__INSTRUCTIONS TO FOLLOW__
Gather all lines with "cost" from the records.

__SUPPLIED ENTRIES__

════════════════

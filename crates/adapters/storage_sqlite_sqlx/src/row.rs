//! Row snapshot of the `incoming_phone_numbers` table and its mapping to the
//! domain [`IncomingPhoneNumber`].
//!
//! The column list is declared once in [`incoming_phone_number_row!`]; the
//! struct fields, the `FromRow` decoding, the INSERT/UPDATE statements and
//! the bind order are all derived from it.

use std::sync::LazyLock;

use sqlx::FromRow;
use sqlx::Sqlite;
use sqlx::query::Query;
use sqlx::sqlite::SqliteArguments;

use provisioning_domain::phone_number::{Capabilities, ChannelConfig, IncomingPhoneNumber};

use crate::codec::{
    read_flag, read_sid, read_timestamp, read_uri, require, write_flag, write_sid,
    write_timestamp, write_uri,
};
use crate::error::MappingError;

pub(crate) type SqliteQuery<'q> = Query<'q, Sqlite, SqliteArguments<'q>>;

macro_rules! incoming_phone_number_row {
    (
        writable { $($column:ident: $raw:ty),* $(,)? }
        joined { $($joined:ident),* $(,)? }
    ) => {
        /// Flat column-to-value snapshot of one incoming phone number.
        ///
        /// Columns missing from a result set decode as `None`.
        #[derive(Debug, Clone, Default, PartialEq, Eq, FromRow)]
        #[sqlx(default)]
        pub struct IncomingPhoneNumberRow {
            $(pub $column: $raw,)*
            $(pub $joined: Option<String>,)*
        }

        impl IncomingPhoneNumberRow {
            /// Columns persisted by INSERT and UPDATE, in bind order.
            pub const WRITABLE_COLUMNS: &'static [&'static str] = &[$(stringify!($column)),*];

            /// Read-only columns filled by joins with `applications`.
            pub const JOINED_COLUMNS: &'static [&'static str] = &[$(stringify!($joined)),*];

            /// Bind every writable column onto `query`, in
            /// [`Self::WRITABLE_COLUMNS`] order.
            pub(crate) fn bind_writable<'q>(&'q self, query: SqliteQuery<'q>) -> SqliteQuery<'q> {
                query$(.bind(&self.$column))*
            }
        }
    };
}

incoming_phone_number_row! {
    writable {
        sid: Option<String>,
        date_created: Option<String>,
        date_updated: Option<String>,
        friendly_name: Option<String>,
        account_sid: Option<String>,
        organization_sid: Option<String>,
        phone_number: Option<String>,
        cost: Option<String>,
        api_version: Option<String>,
        uri: Option<String>,
        voice_caller_id_lookup: Option<bool>,
        voice_url: Option<String>,
        voice_method: Option<String>,
        voice_fallback_url: Option<String>,
        voice_fallback_method: Option<String>,
        voice_application_sid: Option<String>,
        sms_url: Option<String>,
        sms_method: Option<String>,
        sms_fallback_url: Option<String>,
        sms_fallback_method: Option<String>,
        sms_application_sid: Option<String>,
        ussd_url: Option<String>,
        ussd_method: Option<String>,
        ussd_fallback_url: Option<String>,
        ussd_fallback_method: Option<String>,
        ussd_application_sid: Option<String>,
        refer_url: Option<String>,
        refer_method: Option<String>,
        refer_fallback_url: Option<String>,
        refer_fallback_method: Option<String>,
        refer_application_sid: Option<String>,
        status_callback: Option<String>,
        status_callback_method: Option<String>,
        voice_capable: Option<bool>,
        sms_capable: Option<bool>,
        mms_capable: Option<bool>,
        fax_capable: Option<bool>,
        pure_sip: Option<bool>,
    }
    joined {
        voice_application_name,
        sms_application_name,
        ussd_application_name,
        refer_application_name,
    }
}

/// `INSERT` of every writable column.
pub(crate) static INSERT: LazyLock<String> = LazyLock::new(|| {
    let columns = IncomingPhoneNumberRow::WRITABLE_COLUMNS;
    format!(
        "INSERT INTO incoming_phone_numbers ({}) VALUES ({})",
        columns.join(", "),
        vec!["?"; columns.len()].join(", ")
    )
});

/// `UPDATE` of every writable column except `sid`, keyed by `sid`.
///
/// Placeholders are numbered by position in
/// [`IncomingPhoneNumberRow::WRITABLE_COLUMNS`], so the statement shares the
/// INSERT bind order.
pub(crate) static UPDATE: LazyLock<String> = LazyLock::new(|| {
    let mut key = 0;
    let mut assignments = Vec::new();
    for (index, column) in IncomingPhoneNumberRow::WRITABLE_COLUMNS.iter().enumerate() {
        if *column == "sid" {
            key = index + 1;
        } else {
            assignments.push(format!("{column} = ?{}", index + 1));
        }
    }
    format!(
        "UPDATE incoming_phone_numbers SET {} WHERE sid = ?{key}",
        assignments.join(", ")
    )
});

struct ChannelColumns<'a> {
    url: (&'static str, Option<&'a str>),
    method: Option<String>,
    fallback_url: (&'static str, Option<&'a str>),
    fallback_method: Option<String>,
    application_sid: (&'static str, Option<&'a str>),
    application_name: Option<String>,
}

fn read_channel(columns: ChannelColumns<'_>) -> Result<ChannelConfig, MappingError> {
    Ok(ChannelConfig {
        url: read_uri(columns.url.0, columns.url.1)?,
        method: columns.method,
        fallback_url: read_uri(columns.fallback_url.0, columns.fallback_url.1)?,
        fallback_method: columns.fallback_method,
        application_sid: read_sid(columns.application_sid.0, columns.application_sid.1)?,
        application_name: columns.application_name,
    })
}

impl TryFrom<IncomingPhoneNumberRow> for IncomingPhoneNumber {
    type Error = MappingError;

    fn try_from(row: IncomingPhoneNumberRow) -> Result<Self, Self::Error> {
        let sid = require("sid", read_sid("sid", row.sid.as_deref())?)?;
        let account_sid = require(
            "account_sid",
            read_sid("account_sid", row.account_sid.as_deref())?,
        )?;
        let phone_number = require("phone_number", row.phone_number)?;

        let voice = read_channel(ChannelColumns {
            url: ("voice_url", row.voice_url.as_deref()),
            method: row.voice_method,
            fallback_url: ("voice_fallback_url", row.voice_fallback_url.as_deref()),
            fallback_method: row.voice_fallback_method,
            application_sid: (
                "voice_application_sid",
                row.voice_application_sid.as_deref(),
            ),
            application_name: row.voice_application_name,
        })?;
        let sms = read_channel(ChannelColumns {
            url: ("sms_url", row.sms_url.as_deref()),
            method: row.sms_method,
            fallback_url: ("sms_fallback_url", row.sms_fallback_url.as_deref()),
            fallback_method: row.sms_fallback_method,
            application_sid: ("sms_application_sid", row.sms_application_sid.as_deref()),
            application_name: row.sms_application_name,
        })?;
        let ussd = read_channel(ChannelColumns {
            url: ("ussd_url", row.ussd_url.as_deref()),
            method: row.ussd_method,
            fallback_url: ("ussd_fallback_url", row.ussd_fallback_url.as_deref()),
            fallback_method: row.ussd_fallback_method,
            application_sid: ("ussd_application_sid", row.ussd_application_sid.as_deref()),
            application_name: row.ussd_application_name,
        })?;
        let refer = read_channel(ChannelColumns {
            url: ("refer_url", row.refer_url.as_deref()),
            method: row.refer_method,
            fallback_url: ("refer_fallback_url", row.refer_fallback_url.as_deref()),
            fallback_method: row.refer_fallback_method,
            application_sid: (
                "refer_application_sid",
                row.refer_application_sid.as_deref(),
            ),
            application_name: row.refer_application_name,
        })?;

        Ok(Self {
            sid,
            account_sid,
            organization_sid: read_sid("organization_sid", row.organization_sid.as_deref())?,
            date_created: read_timestamp("date_created", row.date_created.as_deref())?,
            date_updated: read_timestamp("date_updated", row.date_updated.as_deref())?,
            friendly_name: row.friendly_name,
            phone_number,
            cost: row.cost,
            api_version: row.api_version,
            uri: read_uri("uri", row.uri.as_deref())?,
            voice_caller_id_lookup: read_flag(row.voice_caller_id_lookup),
            voice,
            sms,
            ussd,
            refer,
            status_callback: read_uri("status_callback", row.status_callback.as_deref())?,
            status_callback_method: row.status_callback_method,
            capabilities: Capabilities {
                voice: read_flag(row.voice_capable),
                sms: read_flag(row.sms_capable),
                mms: read_flag(row.mms_capable),
                fax: read_flag(row.fax_capable),
            },
            pure_sip: read_flag(row.pure_sip),
        })
    }
}

/// Decompose a record into its writable columns. Joined application names
/// are left out; they belong to the `applications` table.
impl From<&IncomingPhoneNumber> for IncomingPhoneNumberRow {
    fn from(number: &IncomingPhoneNumber) -> Self {
        Self {
            sid: write_sid(Some(&number.sid)),
            date_created: write_timestamp(number.date_created.as_ref()),
            date_updated: write_timestamp(number.date_updated.as_ref()),
            friendly_name: number.friendly_name.clone(),
            account_sid: write_sid(Some(&number.account_sid)),
            organization_sid: write_sid(number.organization_sid.as_ref()),
            phone_number: Some(number.phone_number.clone()),
            cost: number.cost.clone(),
            api_version: number.api_version.clone(),
            uri: write_uri(number.uri.as_ref()),
            voice_caller_id_lookup: write_flag(number.voice_caller_id_lookup),
            voice_url: write_uri(number.voice.url.as_ref()),
            voice_method: number.voice.method.clone(),
            voice_fallback_url: write_uri(number.voice.fallback_url.as_ref()),
            voice_fallback_method: number.voice.fallback_method.clone(),
            voice_application_sid: write_sid(number.voice.application_sid.as_ref()),
            sms_url: write_uri(number.sms.url.as_ref()),
            sms_method: number.sms.method.clone(),
            sms_fallback_url: write_uri(number.sms.fallback_url.as_ref()),
            sms_fallback_method: number.sms.fallback_method.clone(),
            sms_application_sid: write_sid(number.sms.application_sid.as_ref()),
            ussd_url: write_uri(number.ussd.url.as_ref()),
            ussd_method: number.ussd.method.clone(),
            ussd_fallback_url: write_uri(number.ussd.fallback_url.as_ref()),
            ussd_fallback_method: number.ussd.fallback_method.clone(),
            ussd_application_sid: write_sid(number.ussd.application_sid.as_ref()),
            refer_url: write_uri(number.refer.url.as_ref()),
            refer_method: number.refer.method.clone(),
            refer_fallback_url: write_uri(number.refer.fallback_url.as_ref()),
            refer_fallback_method: number.refer.fallback_method.clone(),
            refer_application_sid: write_sid(number.refer.application_sid.as_ref()),
            status_callback: write_uri(number.status_callback.as_ref()),
            status_callback_method: number.status_callback_method.clone(),
            voice_capable: write_flag(number.capabilities.voice),
            sms_capable: write_flag(number.capabilities.sms),
            mms_capable: write_flag(number.capabilities.mms),
            fax_capable: write_flag(number.capabilities.fax),
            pure_sip: write_flag(number.pure_sip),
            voice_application_name: None,
            sms_application_name: None,
            ussd_application_name: None,
            refer_application_name: None,
        }
    }
}

/// Compose an optional row; no row means no record.
pub(crate) fn compose(
    row: Option<IncomingPhoneNumberRow>,
) -> Result<Option<IncomingPhoneNumber>, MappingError> {
    row.map(IncomingPhoneNumber::try_from).transpose()
}

/// Compose every row, preserving order.
pub(crate) fn compose_all(
    rows: Vec<IncomingPhoneNumberRow>,
) -> Result<Vec<IncomingPhoneNumber>, MappingError> {
    rows.into_iter().map(IncomingPhoneNumber::try_from).collect()
}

════════════════

__ANSWER SPACE__
        cost: Option<String>,
            cost: row.cost,
            cost: number.cost.clone(),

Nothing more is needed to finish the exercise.